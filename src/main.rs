//! WMRH card database exporter - Main Binary

use anyhow::Context;
use clap::{Parser, Subcommand};
use std::path::PathBuf;
use tracing_subscriber::EnvFilter;
use wmrh_carddb::{
    config::{ExportConfig, DEFAULT_AUTHOR},
    export::{decode_artifact, Compression},
    loader::{
        feed::{KRCG_URL, SCHEMA_URL},
        SourceLocation,
    },
    pipeline::{run_export, ExportSummary, ValidationOutcome},
    profile::OutputProfile,
};

#[derive(Parser)]
#[command(name = "wmrh")]
#[command(about = "Export the KRCG VTES card feed as WMRH card databases", long_about = None)]
struct Cli {
    /// Log debug output (RUST_LOG overrides)
    #[arg(short, long, global = true)]
    verbose: bool,

    #[command(subcommand)]
    command: Commands,
}

#[derive(Subcommand)]
enum Commands {
    /// Fetch the card feed and write the requested artifacts
    Export {
        /// Card feed URL or local JSON file
        #[arg(long, default_value = KRCG_URL)]
        source: SourceLocation,

        /// Write the XML card database here
        #[arg(long, value_name = "PATH")]
        xml: Option<PathBuf>,

        /// Write the JSON card database here
        #[arg(long, value_name = "PATH")]
        json: Option<PathBuf>,

        /// Write the MessagePack card database here
        #[arg(long, value_name = "PATH")]
        binary: Option<PathBuf>,

        /// Also write a compressed copy of the binary artifact (gzip, zstd)
        #[arg(long, requires = "binary")]
        compress: Option<Compression>,

        /// Validate the XML artifact against the schema
        #[arg(long, requires = "xml")]
        validate: bool,

        /// Schema URL or local file, also advertised in the XML root
        #[arg(long, default_value = SCHEMA_URL)]
        schema: SourceLocation,

        /// Output profile (wmrh, full)
        #[arg(long, default_value = "wmrh")]
        profile: OutputProfile,

        /// Leave token cards out
        #[arg(long)]
        no_tokens: bool,

        /// Put token cards in their own section
        #[arg(long)]
        separate_tokens: bool,

        /// Author stamped in the header
        #[arg(long, default_value = DEFAULT_AUTHOR)]
        author: String,

        /// Override the profile's format version
        #[arg(long)]
        format_version: Option<String>,

        /// Write single-line JSON
        #[arg(long)]
        compact: bool,
    },

    /// Decode an artifact and summarize its contents
    Inspect {
        /// Artifact file (.xml, .json, .msgpack/.bin, optionally .gz/.zst)
        file: PathBuf,
    },
}

#[tokio::main]
async fn main() -> anyhow::Result<()> {
    let cli = Cli::parse();

    let default_level = if cli.verbose { "debug" } else { "info" };
    tracing_subscriber::fmt()
        .with_env_filter(
            EnvFilter::try_from_default_env().unwrap_or_else(|_| EnvFilter::new(default_level)),
        )
        .with_writer(std::io::stderr)
        .init();

    match cli.command {
        Commands::Export {
            source,
            xml,
            json,
            binary,
            compress,
            validate,
            schema,
            profile,
            no_tokens,
            separate_tokens,
            author,
            format_version,
            compact,
        } => {
            let mut profile = profile;
            if no_tokens {
                profile = profile.with_tokens(false);
            }
            if separate_tokens {
                profile = profile.with_separate_tokens(true);
            }
            if let Some(version) = format_version {
                profile = profile.with_format_version(version);
            }

            let config = ExportConfig {
                source,
                xml,
                json,
                binary,
                compression: compress,
                validate,
                schema,
                profile,
                author,
                pretty_json: !compact,
            };
            if !config.has_outputs() {
                println!("No artifacts requested (use --xml, --json or --binary)");
            }

            let summary = run_export(&config)
                .await
                .with_context(|| format!("export from {} failed", config.source))?;
            print_summary(&summary);
        }
        Commands::Inspect { file } => {
            let doc = decode_artifact(&file)
                .await
                .with_context(|| format!("cannot read {}", file.display()))?;
            let split = doc.partition();

            println!("=== {} ===", file.display());
            println!("  Author:    {}", doc.info.author);
            println!("  Created:   {}", doc.info.created_at);
            println!("  Source:    {}", doc.info.source_url);
            println!("  Version:   {}", doc.info.format_version);
            println!("  Sets:      {}", doc.sets.len());
            println!("  Crypt:     {}", split.crypt.len());
            println!("  Library:   {}", split.library.len());
            if !doc.tokens.is_empty() {
                println!("  Tokens:    {} (separate section)", doc.tokens.len());
            }
        }
    }

    Ok(())
}

fn print_summary(summary: &ExportSummary) {
    println!("=== Export complete ===");
    println!(
        "  Cards: {} ({} crypt, {} library, {} tokens)",
        summary.cards, summary.crypt, summary.library, summary.tokens
    );
    println!("  Sets:  {}", summary.sets);
    if !summary.skipped.is_empty() {
        println!("  Skipped {} malformed records:", summary.skipped.len());
        for err in &summary.skipped {
            println!("    {err}");
        }
    }
    if !summary.unknown_sets.is_empty() {
        println!("  Unknown sets: {}", summary.unknown_sets.join(", "));
    }

    match &summary.validation {
        ValidationOutcome::NotRequested => {}
        ValidationOutcome::Passed => println!("  Schema validation: passed"),
        ValidationOutcome::Failed(violations) => {
            println!("  Schema validation: {} violations", violations.len())
        }
        ValidationOutcome::Skipped(reason) => println!("  Schema validation skipped: {reason}"),
    }

    for artifact in &summary.written {
        println!(
            "  Wrote {} ({}, {} bytes)",
            artifact.path.display(),
            artifact.format,
            artifact.bytes
        );
    }
    for (path, err) in &summary.failed {
        println!("  FAILED {}: {err}", path.display());
    }
}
----
ACTIVITY: All of the records should be repeated precisely as written.

SOLUTION TO THE EXERCISE:
filename src/main.rs
//! WMRH card database exporter - Main Binary

use anyhow::Context;
use clap::{Parser, Subcommand};
use std::path::PathBuf;
use tracing_subscriber::EnvFilter;
use wmrh_carddb::{
    config::{ExportConfig, DEFAULT_AUTHOR},
    export::{decode_artifact, Compression},
    loader::{
        feed::{KRCG_URL, SCHEMA_URL},
        SourceLocation,
    },
    pipeline::{run_export, ExportSummary, ValidationOutcome},
    profile::OutputProfile,
};

#[derive(Parser)]
#[command(name = "wmrh")]
#[command(about = "Export the KRCG VTES card feed as WMRH card databases", long_about = None)]
struct Cli {
    /// Log debug output (RUST_LOG overrides)
    #[arg(short, long, global = true)]
    verbose: bool,

    #[command(subcommand)]
    command: Commands,
}

#[derive(Subcommand)]
enum Commands {
    /// Fetch the card feed and write the requested artifacts
    Export {
        /// Card feed URL or local JSON file
        #[arg(long, default_value = KRCG_URL)]
        source: SourceLocation,

        /// Write the XML card database here
        #[arg(long, value_name = "PATH")]
        xml: Option<PathBuf>,

        /// Write the JSON card database here
        #[arg(long, value_name = "PATH")]
        json: Option<PathBuf>,

        /// Write the MessagePack card database here
        #[arg(long, value_name = "PATH")]
        binary: Option<PathBuf>,

        /// Also write a compressed copy of the binary artifact (gzip, zstd)
        #[arg(long, requires = "binary")]
        compress: Option<Compression>,

        /// Validate the XML artifact against the schema
        #[arg(long, requires = "xml")]
        validate: bool,

        /// Schema URL or local file, also advertised in the XML root
        #[arg(long, default_value = SCHEMA_URL)]
        schema: SourceLocation,

        /// Output profile (wmrh, full)
        #[arg(long, default_value = "wmrh")]
        profile: OutputProfile,

        /// Leave token cards out
        #[arg(long)]
        no_tokens: bool,

        /// Put token cards in their own section
        #[arg(long)]
        separate_tokens: bool,

        /// Author stamped in the header
        #[arg(long, default_value = DEFAULT_AUTHOR)]
        author: String,

        /// Override the profile's format version
        #[arg(long)]
        format_version: Option<String>,

        /// Write single-line JSON
        #[arg(long)]
        compact: bool,
    },

    /// Decode an artifact and summarize its contents
    Inspect {
        /// Artifact file (.xml, .json, .msgpack/.bin, optionally .gz/.zst)
        file: PathBuf,
    },
}

#[tokio::main]
async fn main() -> anyhow::Result<()> {
    let cli = Cli::parse();

    let default_level = if cli.verbose { "debug" } else { "info" };
    tracing_subscriber::fmt()
        .with_env_filter(
            EnvFilter::try_from_default_env().unwrap_or_else(|_| EnvFilter::new(default_level)),
        )
        .with_writer(std::io::stderr)
        .init();

    match cli.command {
        Commands::Export {
            source,
            xml,
            json,
            binary,
            compress,
            validate,
            schema,
            profile,
            no_tokens,
            separate_tokens,
            author,
            format_version,
            compact,
        } => {
            let mut profile = profile;
            if no_tokens {
                profile = profile.with_tokens(false);
            }
            if separate_tokens {
                profile = profile.with_separate_tokens(true);
            }
            if let Some(version) = format_version {
                profile = profile.with_format_version(version);
            }

            let config = ExportConfig {
                source,
                xml,
                json,
                binary,
                compression: compress,
                validate,
                schema,
                profile,
                author,
                pretty_json: !compact,
            };
            if !config.has_outputs() {
                println!("No artifacts requested (use --xml, --json or --binary)");
            }

            let summary = run_export(&config)
                .await
                .with_context(|| format!("export from {} failed", config.source))?;
            print_summary(&summary);
        }
        Commands::Inspect { file } => {
            let doc = decode_artifact(&file)
                .await
                .with_context(|| format!("cannot read {}", file.display()))?;
            let split = doc.partition();

            println!("=== {} ===", file.display());
            println!("  Author:    {}", doc.info.author);
            println!("  Created:   {}", doc.info.created_at);
            println!("  Source:    {}", doc.info.source_url);
            println!("  Version:   {}", doc.info.format_version);
            println!("  Sets:      {}", doc.sets.len());
            println!("  Crypt:     {}", split.crypt.len());
            println!("  Library:   {}", split.library.len());
            if !doc.tokens.is_empty() {
                println!("  Tokens:    {} (separate section)", doc.tokens.len());
            }
        }
    }

    Ok(())
}

fn print_summary(summary: &ExportSummary) {
    println!("=== Export complete ===");
    println!(
        "  Cards: {} ({} crypt, {} library, {} tokens)",
        summary.cards, summary.crypt, summary.library, summary.tokens
    );
    println!("  Sets:  {}", summary.sets);
    if !summary.skipped.is_empty() {
        println!("  Skipped {} malformed records:", summary.skipped.len());
        for err in &summary.skipped {
            println!("    {err}");
        }
    }
    if !summary.unknown_sets.is_empty() {
        println!("  Unknown sets: {}", summary.unknown_sets.join(", "));
    }

    match &summary.validation {
        ValidationOutcome::NotRequested => {}
        ValidationOutcome::Passed => println!("  Schema validation: passed"),
        ValidationOutcome::Failed(violations) => {
            println!("  Schema validation: {} violations", violations.len())
        }
        ValidationOutcome::Skipped(reason) => println!("  Schema validation skipped: {reason}"),
    }

    for artifact in &summary.written {
        println!(
            "  Wrote {} ({}, {} bytes)",
            artifact.path.display(),
            artifact.format,
            artifact.bytes
        );
    }
    for (path, err) in &summary.failed {
        println!("  FAILED {}: {err}", path.display());
    }
}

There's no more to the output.